### EXERCISE AIM
Please report each line in the material below that includes "anything".

### GIVEN RECORDS

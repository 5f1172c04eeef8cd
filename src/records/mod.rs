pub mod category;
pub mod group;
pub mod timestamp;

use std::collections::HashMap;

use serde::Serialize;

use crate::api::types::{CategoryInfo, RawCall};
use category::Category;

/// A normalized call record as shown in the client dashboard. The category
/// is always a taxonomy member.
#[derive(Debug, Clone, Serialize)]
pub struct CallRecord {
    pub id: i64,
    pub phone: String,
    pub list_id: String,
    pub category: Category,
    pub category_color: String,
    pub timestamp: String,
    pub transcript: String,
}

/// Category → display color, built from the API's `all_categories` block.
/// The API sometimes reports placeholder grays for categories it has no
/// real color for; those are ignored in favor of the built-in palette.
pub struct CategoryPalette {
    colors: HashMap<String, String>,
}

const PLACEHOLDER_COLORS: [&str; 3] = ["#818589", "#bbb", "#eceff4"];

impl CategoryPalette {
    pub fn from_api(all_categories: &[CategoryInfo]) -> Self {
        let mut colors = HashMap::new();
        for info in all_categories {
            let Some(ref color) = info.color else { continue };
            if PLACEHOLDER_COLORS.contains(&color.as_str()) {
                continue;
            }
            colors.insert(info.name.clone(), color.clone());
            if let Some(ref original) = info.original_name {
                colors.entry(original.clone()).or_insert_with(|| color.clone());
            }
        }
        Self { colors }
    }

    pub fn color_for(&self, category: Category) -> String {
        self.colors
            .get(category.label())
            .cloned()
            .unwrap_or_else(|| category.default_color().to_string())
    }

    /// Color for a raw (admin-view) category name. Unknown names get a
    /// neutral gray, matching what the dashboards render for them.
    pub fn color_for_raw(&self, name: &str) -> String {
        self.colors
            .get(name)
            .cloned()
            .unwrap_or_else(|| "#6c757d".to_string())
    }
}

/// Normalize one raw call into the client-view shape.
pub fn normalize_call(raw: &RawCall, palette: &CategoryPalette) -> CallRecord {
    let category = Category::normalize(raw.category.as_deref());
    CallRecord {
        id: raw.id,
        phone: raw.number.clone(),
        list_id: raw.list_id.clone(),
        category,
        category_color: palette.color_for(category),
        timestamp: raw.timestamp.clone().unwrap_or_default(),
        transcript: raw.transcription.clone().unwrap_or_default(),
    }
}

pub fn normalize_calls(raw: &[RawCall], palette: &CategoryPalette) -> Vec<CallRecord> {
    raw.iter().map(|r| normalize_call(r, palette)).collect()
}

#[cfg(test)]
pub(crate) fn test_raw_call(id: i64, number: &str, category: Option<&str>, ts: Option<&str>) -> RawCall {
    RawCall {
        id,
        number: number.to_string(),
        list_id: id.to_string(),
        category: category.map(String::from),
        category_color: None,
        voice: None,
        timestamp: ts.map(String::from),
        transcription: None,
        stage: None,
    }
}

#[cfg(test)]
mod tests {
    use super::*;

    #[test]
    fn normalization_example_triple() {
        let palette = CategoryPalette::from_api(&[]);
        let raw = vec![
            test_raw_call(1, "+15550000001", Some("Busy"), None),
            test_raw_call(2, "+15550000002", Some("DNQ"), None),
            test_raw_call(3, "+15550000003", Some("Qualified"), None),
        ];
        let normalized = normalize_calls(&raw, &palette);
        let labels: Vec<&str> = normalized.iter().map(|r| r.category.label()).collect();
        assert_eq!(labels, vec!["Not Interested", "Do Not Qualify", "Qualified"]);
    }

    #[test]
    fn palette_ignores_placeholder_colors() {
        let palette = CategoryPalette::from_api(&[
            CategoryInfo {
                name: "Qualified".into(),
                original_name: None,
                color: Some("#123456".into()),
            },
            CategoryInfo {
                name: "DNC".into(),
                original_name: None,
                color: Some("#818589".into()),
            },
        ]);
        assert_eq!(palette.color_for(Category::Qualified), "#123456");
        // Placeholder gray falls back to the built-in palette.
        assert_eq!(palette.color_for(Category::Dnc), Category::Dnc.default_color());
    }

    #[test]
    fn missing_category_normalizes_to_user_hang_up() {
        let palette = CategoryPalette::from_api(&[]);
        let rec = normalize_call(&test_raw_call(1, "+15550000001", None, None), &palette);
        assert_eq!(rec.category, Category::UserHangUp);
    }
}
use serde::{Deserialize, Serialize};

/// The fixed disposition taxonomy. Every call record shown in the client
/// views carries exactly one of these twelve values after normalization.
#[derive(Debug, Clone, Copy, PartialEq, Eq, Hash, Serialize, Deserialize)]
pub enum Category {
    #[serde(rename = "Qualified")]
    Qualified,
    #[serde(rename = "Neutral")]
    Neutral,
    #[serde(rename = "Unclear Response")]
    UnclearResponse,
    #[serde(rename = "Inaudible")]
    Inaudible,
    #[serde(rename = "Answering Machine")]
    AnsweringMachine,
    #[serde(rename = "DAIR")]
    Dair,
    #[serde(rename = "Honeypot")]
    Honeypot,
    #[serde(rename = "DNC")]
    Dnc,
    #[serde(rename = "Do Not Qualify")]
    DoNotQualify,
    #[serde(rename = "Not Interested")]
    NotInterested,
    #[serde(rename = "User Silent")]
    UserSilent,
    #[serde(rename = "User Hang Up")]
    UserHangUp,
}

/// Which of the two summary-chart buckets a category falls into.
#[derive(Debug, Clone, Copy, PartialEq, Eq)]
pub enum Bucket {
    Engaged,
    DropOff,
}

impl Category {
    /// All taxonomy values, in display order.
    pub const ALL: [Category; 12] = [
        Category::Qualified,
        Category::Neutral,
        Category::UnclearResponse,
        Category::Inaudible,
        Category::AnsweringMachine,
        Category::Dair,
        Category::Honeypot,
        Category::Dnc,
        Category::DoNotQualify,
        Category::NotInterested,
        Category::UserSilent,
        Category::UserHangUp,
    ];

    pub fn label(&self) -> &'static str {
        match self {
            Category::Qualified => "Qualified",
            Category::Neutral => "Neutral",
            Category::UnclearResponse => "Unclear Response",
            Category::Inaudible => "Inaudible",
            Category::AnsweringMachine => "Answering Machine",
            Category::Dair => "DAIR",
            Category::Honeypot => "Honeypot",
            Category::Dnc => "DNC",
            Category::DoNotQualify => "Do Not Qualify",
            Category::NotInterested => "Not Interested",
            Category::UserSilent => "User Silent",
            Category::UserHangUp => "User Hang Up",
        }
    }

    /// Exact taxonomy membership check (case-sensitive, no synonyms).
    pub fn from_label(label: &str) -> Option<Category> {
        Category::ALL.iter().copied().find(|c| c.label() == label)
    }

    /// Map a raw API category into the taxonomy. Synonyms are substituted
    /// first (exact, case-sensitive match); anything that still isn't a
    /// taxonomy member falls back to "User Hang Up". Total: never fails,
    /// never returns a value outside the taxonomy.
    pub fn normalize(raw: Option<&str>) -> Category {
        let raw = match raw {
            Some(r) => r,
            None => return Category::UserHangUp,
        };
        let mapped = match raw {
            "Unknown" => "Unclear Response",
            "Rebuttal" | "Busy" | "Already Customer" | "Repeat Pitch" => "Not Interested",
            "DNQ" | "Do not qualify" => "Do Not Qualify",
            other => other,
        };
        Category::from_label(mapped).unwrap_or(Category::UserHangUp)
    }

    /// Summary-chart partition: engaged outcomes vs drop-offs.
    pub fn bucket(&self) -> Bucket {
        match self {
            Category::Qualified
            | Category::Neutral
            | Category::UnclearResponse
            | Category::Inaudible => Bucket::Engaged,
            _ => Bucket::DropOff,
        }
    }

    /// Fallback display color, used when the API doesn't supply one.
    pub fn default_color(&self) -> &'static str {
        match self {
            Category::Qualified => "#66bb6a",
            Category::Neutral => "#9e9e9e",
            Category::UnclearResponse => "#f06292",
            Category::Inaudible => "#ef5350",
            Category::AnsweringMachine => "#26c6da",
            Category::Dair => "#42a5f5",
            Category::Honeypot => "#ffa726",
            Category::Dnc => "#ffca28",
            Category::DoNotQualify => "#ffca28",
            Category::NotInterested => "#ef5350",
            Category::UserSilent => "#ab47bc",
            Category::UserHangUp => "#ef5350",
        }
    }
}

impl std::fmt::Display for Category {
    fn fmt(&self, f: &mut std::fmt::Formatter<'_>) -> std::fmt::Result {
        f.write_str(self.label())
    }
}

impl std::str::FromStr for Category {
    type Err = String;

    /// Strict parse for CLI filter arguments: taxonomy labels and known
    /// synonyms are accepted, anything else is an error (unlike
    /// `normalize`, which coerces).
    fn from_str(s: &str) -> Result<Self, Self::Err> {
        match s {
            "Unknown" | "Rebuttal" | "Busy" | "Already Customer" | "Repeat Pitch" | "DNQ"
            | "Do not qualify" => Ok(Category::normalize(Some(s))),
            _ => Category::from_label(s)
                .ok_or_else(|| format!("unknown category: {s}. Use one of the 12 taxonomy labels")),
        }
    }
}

---

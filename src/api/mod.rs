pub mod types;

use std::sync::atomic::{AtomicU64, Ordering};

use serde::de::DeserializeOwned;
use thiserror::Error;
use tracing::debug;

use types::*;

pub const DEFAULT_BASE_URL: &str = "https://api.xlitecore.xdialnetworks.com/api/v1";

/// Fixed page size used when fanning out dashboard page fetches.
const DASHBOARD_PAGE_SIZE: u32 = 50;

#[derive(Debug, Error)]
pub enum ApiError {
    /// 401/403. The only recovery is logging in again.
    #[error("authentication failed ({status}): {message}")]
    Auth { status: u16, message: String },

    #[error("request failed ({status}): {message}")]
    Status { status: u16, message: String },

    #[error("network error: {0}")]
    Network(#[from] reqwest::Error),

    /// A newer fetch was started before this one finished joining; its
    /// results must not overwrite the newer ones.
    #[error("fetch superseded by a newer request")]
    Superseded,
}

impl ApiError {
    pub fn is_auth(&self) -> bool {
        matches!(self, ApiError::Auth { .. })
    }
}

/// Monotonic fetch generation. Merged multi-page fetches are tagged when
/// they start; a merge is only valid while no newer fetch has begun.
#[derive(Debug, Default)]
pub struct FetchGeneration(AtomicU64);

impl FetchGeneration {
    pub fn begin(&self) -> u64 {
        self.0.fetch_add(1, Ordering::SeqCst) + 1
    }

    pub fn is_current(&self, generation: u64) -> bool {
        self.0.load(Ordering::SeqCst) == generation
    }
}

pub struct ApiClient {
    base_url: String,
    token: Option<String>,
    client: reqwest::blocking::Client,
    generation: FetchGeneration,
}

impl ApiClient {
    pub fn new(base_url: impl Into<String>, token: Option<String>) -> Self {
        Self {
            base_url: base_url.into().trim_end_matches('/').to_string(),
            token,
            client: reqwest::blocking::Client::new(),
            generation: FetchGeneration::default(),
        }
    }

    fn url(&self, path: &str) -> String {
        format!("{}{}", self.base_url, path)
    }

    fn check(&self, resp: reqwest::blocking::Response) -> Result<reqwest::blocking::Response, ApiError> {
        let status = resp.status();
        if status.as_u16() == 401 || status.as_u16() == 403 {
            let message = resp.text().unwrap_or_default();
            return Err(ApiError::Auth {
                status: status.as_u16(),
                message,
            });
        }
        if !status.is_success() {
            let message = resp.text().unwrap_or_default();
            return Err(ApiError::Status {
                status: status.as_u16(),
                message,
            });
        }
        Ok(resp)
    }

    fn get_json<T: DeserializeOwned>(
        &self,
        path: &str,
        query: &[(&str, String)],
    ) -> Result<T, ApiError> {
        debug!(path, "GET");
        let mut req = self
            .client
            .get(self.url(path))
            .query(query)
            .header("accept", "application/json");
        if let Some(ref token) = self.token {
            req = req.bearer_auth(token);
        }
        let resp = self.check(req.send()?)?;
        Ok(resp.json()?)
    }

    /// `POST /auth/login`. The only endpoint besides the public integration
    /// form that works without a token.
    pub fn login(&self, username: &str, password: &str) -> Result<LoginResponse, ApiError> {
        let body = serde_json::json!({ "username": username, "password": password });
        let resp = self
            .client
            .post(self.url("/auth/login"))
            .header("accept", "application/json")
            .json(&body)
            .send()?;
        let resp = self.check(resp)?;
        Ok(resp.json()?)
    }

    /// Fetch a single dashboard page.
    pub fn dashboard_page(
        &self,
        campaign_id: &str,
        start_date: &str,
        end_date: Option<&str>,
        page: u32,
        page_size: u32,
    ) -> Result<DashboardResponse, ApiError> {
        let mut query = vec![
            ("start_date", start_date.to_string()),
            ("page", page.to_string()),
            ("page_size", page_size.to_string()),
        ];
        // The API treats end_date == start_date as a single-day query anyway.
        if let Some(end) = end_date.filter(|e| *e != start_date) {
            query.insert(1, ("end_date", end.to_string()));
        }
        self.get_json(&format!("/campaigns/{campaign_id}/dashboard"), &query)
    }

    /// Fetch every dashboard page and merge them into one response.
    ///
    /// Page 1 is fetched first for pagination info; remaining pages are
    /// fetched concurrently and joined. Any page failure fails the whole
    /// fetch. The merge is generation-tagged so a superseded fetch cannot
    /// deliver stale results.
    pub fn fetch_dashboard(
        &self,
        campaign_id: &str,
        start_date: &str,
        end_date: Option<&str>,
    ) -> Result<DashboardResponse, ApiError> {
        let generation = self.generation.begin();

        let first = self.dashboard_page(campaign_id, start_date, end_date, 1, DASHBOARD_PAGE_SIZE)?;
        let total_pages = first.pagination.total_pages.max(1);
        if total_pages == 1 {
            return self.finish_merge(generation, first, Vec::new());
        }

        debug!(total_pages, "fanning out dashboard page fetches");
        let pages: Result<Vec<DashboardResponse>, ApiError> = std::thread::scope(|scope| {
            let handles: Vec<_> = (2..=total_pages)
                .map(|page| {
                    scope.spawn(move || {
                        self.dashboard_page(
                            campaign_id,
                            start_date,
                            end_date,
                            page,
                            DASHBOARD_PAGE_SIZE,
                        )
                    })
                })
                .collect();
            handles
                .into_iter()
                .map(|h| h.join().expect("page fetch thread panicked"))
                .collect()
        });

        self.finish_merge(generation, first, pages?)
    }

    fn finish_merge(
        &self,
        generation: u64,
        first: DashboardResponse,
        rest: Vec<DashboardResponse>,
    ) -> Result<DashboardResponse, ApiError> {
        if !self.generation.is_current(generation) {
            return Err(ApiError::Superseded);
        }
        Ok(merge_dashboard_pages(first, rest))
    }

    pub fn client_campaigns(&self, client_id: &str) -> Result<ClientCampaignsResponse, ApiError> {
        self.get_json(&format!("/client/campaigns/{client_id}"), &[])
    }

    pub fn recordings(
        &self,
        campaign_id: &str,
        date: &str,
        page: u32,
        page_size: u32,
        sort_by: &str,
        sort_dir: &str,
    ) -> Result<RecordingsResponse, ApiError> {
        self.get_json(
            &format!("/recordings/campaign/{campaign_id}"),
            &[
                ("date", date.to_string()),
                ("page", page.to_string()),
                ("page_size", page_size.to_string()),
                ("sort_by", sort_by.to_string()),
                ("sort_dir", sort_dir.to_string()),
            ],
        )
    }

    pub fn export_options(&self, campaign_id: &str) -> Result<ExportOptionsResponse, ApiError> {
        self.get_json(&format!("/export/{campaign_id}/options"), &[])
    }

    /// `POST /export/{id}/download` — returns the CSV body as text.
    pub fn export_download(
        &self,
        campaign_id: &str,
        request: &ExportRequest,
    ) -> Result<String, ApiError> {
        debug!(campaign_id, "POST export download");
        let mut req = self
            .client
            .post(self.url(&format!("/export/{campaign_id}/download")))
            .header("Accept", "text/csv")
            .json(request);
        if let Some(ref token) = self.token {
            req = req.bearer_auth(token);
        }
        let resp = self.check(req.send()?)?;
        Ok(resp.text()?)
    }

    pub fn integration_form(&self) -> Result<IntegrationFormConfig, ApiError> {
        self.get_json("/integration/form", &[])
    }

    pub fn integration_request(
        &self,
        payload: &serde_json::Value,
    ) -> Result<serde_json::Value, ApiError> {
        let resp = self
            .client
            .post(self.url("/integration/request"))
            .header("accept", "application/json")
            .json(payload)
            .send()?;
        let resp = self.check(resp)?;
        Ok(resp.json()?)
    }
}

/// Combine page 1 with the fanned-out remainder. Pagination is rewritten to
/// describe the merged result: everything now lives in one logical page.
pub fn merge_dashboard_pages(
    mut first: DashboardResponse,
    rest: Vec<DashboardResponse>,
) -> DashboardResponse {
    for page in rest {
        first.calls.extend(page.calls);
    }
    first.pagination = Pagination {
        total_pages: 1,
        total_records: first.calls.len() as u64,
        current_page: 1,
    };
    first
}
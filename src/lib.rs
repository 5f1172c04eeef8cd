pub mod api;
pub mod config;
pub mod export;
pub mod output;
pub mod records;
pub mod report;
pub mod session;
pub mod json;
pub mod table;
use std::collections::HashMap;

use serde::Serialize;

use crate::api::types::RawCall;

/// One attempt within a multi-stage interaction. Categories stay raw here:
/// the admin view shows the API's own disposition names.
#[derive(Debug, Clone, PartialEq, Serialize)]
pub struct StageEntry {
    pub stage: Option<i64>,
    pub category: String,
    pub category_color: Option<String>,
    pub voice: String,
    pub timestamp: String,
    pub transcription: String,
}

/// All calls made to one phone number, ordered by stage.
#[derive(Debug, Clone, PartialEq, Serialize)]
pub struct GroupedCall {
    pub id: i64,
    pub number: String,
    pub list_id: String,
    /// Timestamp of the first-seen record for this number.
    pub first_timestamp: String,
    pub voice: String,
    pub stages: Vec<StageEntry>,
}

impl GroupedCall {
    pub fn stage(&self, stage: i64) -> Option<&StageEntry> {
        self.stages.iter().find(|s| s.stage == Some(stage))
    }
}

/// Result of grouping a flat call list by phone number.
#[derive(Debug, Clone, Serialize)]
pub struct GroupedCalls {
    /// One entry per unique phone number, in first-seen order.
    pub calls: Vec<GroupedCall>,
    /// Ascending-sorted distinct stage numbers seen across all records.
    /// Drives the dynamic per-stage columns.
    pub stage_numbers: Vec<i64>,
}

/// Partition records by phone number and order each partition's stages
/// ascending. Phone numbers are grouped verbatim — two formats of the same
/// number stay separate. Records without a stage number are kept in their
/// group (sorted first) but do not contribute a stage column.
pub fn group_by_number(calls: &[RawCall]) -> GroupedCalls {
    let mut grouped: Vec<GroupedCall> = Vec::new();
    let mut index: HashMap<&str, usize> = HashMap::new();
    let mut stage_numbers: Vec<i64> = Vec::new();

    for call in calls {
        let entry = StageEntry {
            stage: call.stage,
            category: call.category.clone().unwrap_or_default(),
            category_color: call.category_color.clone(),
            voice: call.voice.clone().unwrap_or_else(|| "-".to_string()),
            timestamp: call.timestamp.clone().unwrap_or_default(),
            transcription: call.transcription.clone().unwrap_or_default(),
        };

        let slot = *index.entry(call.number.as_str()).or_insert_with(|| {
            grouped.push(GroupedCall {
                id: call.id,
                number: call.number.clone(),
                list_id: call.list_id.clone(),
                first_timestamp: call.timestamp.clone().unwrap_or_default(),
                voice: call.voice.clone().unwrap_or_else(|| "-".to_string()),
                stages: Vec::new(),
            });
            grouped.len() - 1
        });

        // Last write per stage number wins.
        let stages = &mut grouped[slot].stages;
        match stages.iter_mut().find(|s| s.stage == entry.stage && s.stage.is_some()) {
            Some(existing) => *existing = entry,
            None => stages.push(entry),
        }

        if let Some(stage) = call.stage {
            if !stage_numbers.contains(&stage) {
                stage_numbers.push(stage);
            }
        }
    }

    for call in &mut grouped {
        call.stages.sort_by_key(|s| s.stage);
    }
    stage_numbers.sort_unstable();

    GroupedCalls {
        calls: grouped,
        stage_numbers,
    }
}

### EXPECTED ANSWER
    /// first (exact, case-sensitive match); anything that still isn't a
    /// synonyms are accepted, anything else is an error (unlike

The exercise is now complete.